Stamattina in concomitanza con i funerali di Andrea Corsini, il giovane morto giovedì scorso per inseguire in moto un presunto ladro fuggito da “Scarpe & Scarpe” di via Rivarolo il negozio di calzature chiuderà per lutto in modo da consentire ai dipendenti di recarsi alla cerimonia funebre.
L’addio al giovane meccanico è fissato per la 10 nel santuario di Nostra Signora del Monte, sulle alture di San Fruttuoso.

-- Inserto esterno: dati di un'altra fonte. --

//! Hourly hydropower production and revenue.
//!
//! Energies are in kWh (hourly power in kW integrated over one hour),
//! revenues in $ with prices in $/MWh.

use crate::operations::PumpedStorageFlows;
use crate::tables::{PhysicalTables, PumpTurbineUnits};

#[derive(Debug, Clone, Copy, PartialEq, Default)]
pub struct HydropowerOutput {
    pub conowingo_energy: f64,
    pub conowingo_revenue: f64,
    pub muddy_run_energy: f64,
    pub muddy_run_revenue: f64,
    /// Energy consumed by pumping at Muddy Run.
    pub muddy_run_pump_energy: f64,
    pub muddy_run_pump_cost: f64,
}

impl HydropowerOutput {
    pub fn accumulate(&mut self, other: &HydropowerOutput) {
        self.conowingo_energy += other.conowingo_energy;
        self.conowingo_revenue += other.conowingo_revenue;
        self.muddy_run_energy += other.muddy_run_energy;
        self.muddy_run_revenue += other.muddy_run_revenue;
        self.muddy_run_pump_energy += other.muddy_run_pump_energy;
        self.muddy_run_pump_cost += other.muddy_run_pump_cost;
    }
}

#[inline]
fn revenue(energy_kwh: f64, price: f64) -> f64 {
    energy_kwh / 1000.0 * price
}

/// Conowingo generation for one hour of `release` [cfs] at `level` [ft].
pub fn conowingo_hour(
    tables: &PhysicalTables,
    release: f64,
    level: f64,
    price: f64,
) -> (f64, f64) {
    let head = (level - tables.tailwater_level(release)).max(0.0);
    let energy = tables.conowingo_turbines.power(release, head);
    (energy, revenue(energy, price))
}

/// Muddy Run generation and pumping for one hour.
pub fn muddy_run_hour(
    units: &PumpTurbineUnits,
    flows: &PumpedStorageFlows,
    level_conowingo: f64,
    level_muddy_run: f64,
    price: f64,
) -> HydropowerOutput {
    let head = (level_muddy_run - level_conowingo).max(0.0);
    let generated = units.turbine_power(flows.turbine, head);
    let pumped = units.pump_power(flows.pump, head);
    HydropowerOutput {
        muddy_run_energy: generated,
        muddy_run_revenue: revenue(generated, price),
        muddy_run_pump_energy: pumped,
        muddy_run_pump_cost: revenue(pumped, price),
        ..HydropowerOutput::default()
    }
}
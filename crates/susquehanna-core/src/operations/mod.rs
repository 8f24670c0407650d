//! Operating rules: release constraints and pumped-storage scheduling.

pub mod pumped_storage;
pub mod release;
pub mod rules;

pub use pumped_storage::{pumped_storage_flows, PumpedStorageFlows};
pub use release::{actual_release, release_bounds, ReleaseBounds, Releases};
pub use rules::{
    CurtailmentLadder, DaySchedule, HourWindow, OperatingRules, PumpedStorageRules,
    ScheduledOperation, WeeklySchedule,
};
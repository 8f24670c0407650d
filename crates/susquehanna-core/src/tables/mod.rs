//! Physical relationship tables of the Conowingo / Muddy Run system.
//!
//! Everything here is built once per model and read-only afterwards.

pub mod constants;
pub mod geometry;
pub mod turbines;

use constants::{MUDDY_RUN_UNITS, SPILLWAY_ROWS, TAILWATER_ROWS};
pub use geometry::ReservoirGeometry;
pub use turbines::{hydraulic_power_kw, PumpTurbineUnits, TurbineBank, TurbineUnit};

use crate::error::ConfigError;
use crate::interpolation::PiecewiseLinear;

#[derive(Debug, Clone)]
pub struct PhysicalTables {
    pub conowingo: ReservoirGeometry,
    pub muddy_run: ReservoirGeometry,
    /// Release [cfs] -> tailwater level [ft].
    pub tailwater: PiecewiseLinear,
    /// Level [ft] -> maximum spillway discharge [cfs].
    pub spillway_max: PiecewiseLinear,
    /// Level [ft] -> minimum spillway discharge [cfs].
    pub spillway_min: PiecewiseLinear,
    pub conowingo_turbines: TurbineBank,
    pub muddy_run_units: PumpTurbineUnits,
}

/// Raw matrices as read from disk or generated.
#[derive(Debug, Clone, Default)]
pub struct TableRows {
    pub conowingo_lsv: Vec<Vec<f64>>,
    pub muddy_run_lsv: Vec<Vec<f64>>,
    pub tailwater: Vec<Vec<f64>>,
    pub spillways: Vec<Vec<f64>>,
    pub conowingo_turbines: Vec<Vec<f64>>,
    pub muddy_run_units: Vec<f64>,
}

fn check_rows(name: &str, rows: &[Vec<f64>], expected: usize) -> Result<(), ConfigError> {
    if rows.len() != expected {
        return Err(ConfigError::DimensionMismatch {
            name: format!("{name} rows"),
            expected,
            actual: rows.len(),
        });
    }
    Ok(())
}

impl PhysicalTables {
    pub fn from_rows(rows: &TableRows) -> Result<Self, ConfigError> {
        let conowingo = ReservoirGeometry::from_rows("conowingo", &rows.conowingo_lsv)?;
        let muddy_run = ReservoirGeometry::from_rows("muddy_run", &rows.muddy_run_lsv)?;

        check_rows("tailwater", &rows.tailwater, TAILWATER_ROWS)?;
        let tailwater = PiecewiseLinear::new(
            "tailwater",
            rows.tailwater[0].clone(),
            rows.tailwater[1].clone(),
        )?;

        check_rows("spillways", &rows.spillways, SPILLWAY_ROWS)?;
        let spillway_max = PiecewiseLinear::new(
            "spillway max",
            rows.spillways[0].clone(),
            rows.spillways[1].clone(),
        )?;
        let spillway_min = PiecewiseLinear::new(
            "spillway min",
            rows.spillways[0].clone(),
            rows.spillways[2].clone(),
        )?;

        let conowingo_turbines = TurbineBank::from_rows(&rows.conowingo_turbines)?;
        let muddy_run_units =
            PumpTurbineUnits::from_vector(&rows.muddy_run_units, MUDDY_RUN_UNITS)?;

        Ok(Self {
            conowingo,
            muddy_run,
            tailwater,
            spillway_max,
            spillway_min,
            conowingo_turbines,
            muddy_run_units,
        })
    }

    /// Tailwater level [ft] for a Conowingo release [cfs].
    pub fn tailwater_level(&self, release: f64) -> f64 {
        self.tailwater.eval(release)
    }
}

La chiusura di “Scarpe & Scarpe” è confermata dai responsabili della catena di negozi nata negli anni ’60 nel Torinese da un’intuizione della famiglia Pettenuzzo e che ora conta su 150 centri vendita in Italia di cui 1 alla Sarzana, 1 a Imperia, 1 a Savona, e 2 a Genova, dove c’è un negozio nel centro commerciale della Fiumara e il punto vendita di Rivarolo, da sempre fra i più esposti ai furti.
La tragedia di Rivarolo ha sconvolto i lavoratori del negozio, che sabato hanno ricevuto la visita e il conforto di uno de proprietari della catena, un esponente della famiglia Pettenuzzo, arrivata appositamente da Borgaro, in provincia di Torino, sede dell’azienda. “Siamo molto vicini alla famiglia di Andrea Corsini – spiega Luca Bidoglia, direttore responsabile risorse umane e relazioni esterne di “Scarpe & Scarpe” – e non capiamo le polemiche di chi ci accusa di non avere sporto denuncia per il furto subito. La nostra priorità ora è stare vicini alla famiglia anche perché per la denuncia abbiamo tempo a disposizione. Prima di farla dovremmo accertare cosa ha rubato il giovane poi fuggito. Compito non facile visto che si tratta di un’area di 600 metri quadrati”.
Bidoglia esclude quasi del tutto la possibilità che il giovane fuggito non abbia rubato nulla per un’anomalia del sistema anti taccheggio: “Le probabilità che questo avvenga oltrepassando dalle nostre barriere anti taccheggio sono quasi nulle”. Il portavoce dell’azienda poi ribadisce che i dipendenti hanno ordine di non seguire i ladri che fuggono senza pagare la merce: “Le nostre direttive sono chiare, devono solo intimare di fermarsi, ma non di bloccarli fisicamente o rincorrerli mettendo a repentaglio la loro o l’incolumità di altri. Questo è lavoro della polizia”.
Bidoglia sottolinea che l’azienda tiene molto al punto vendita di Rivarolo che è stato il primo aperto, nel 1999, fuori dal Piemonte, e ribadisce la vicinanza alla famiglia di Corsini: “Ma di questo non è il caso di parlarne ora, lo faremo nei giusti tempi, quando si saranno spente le luci su questa tragedia”.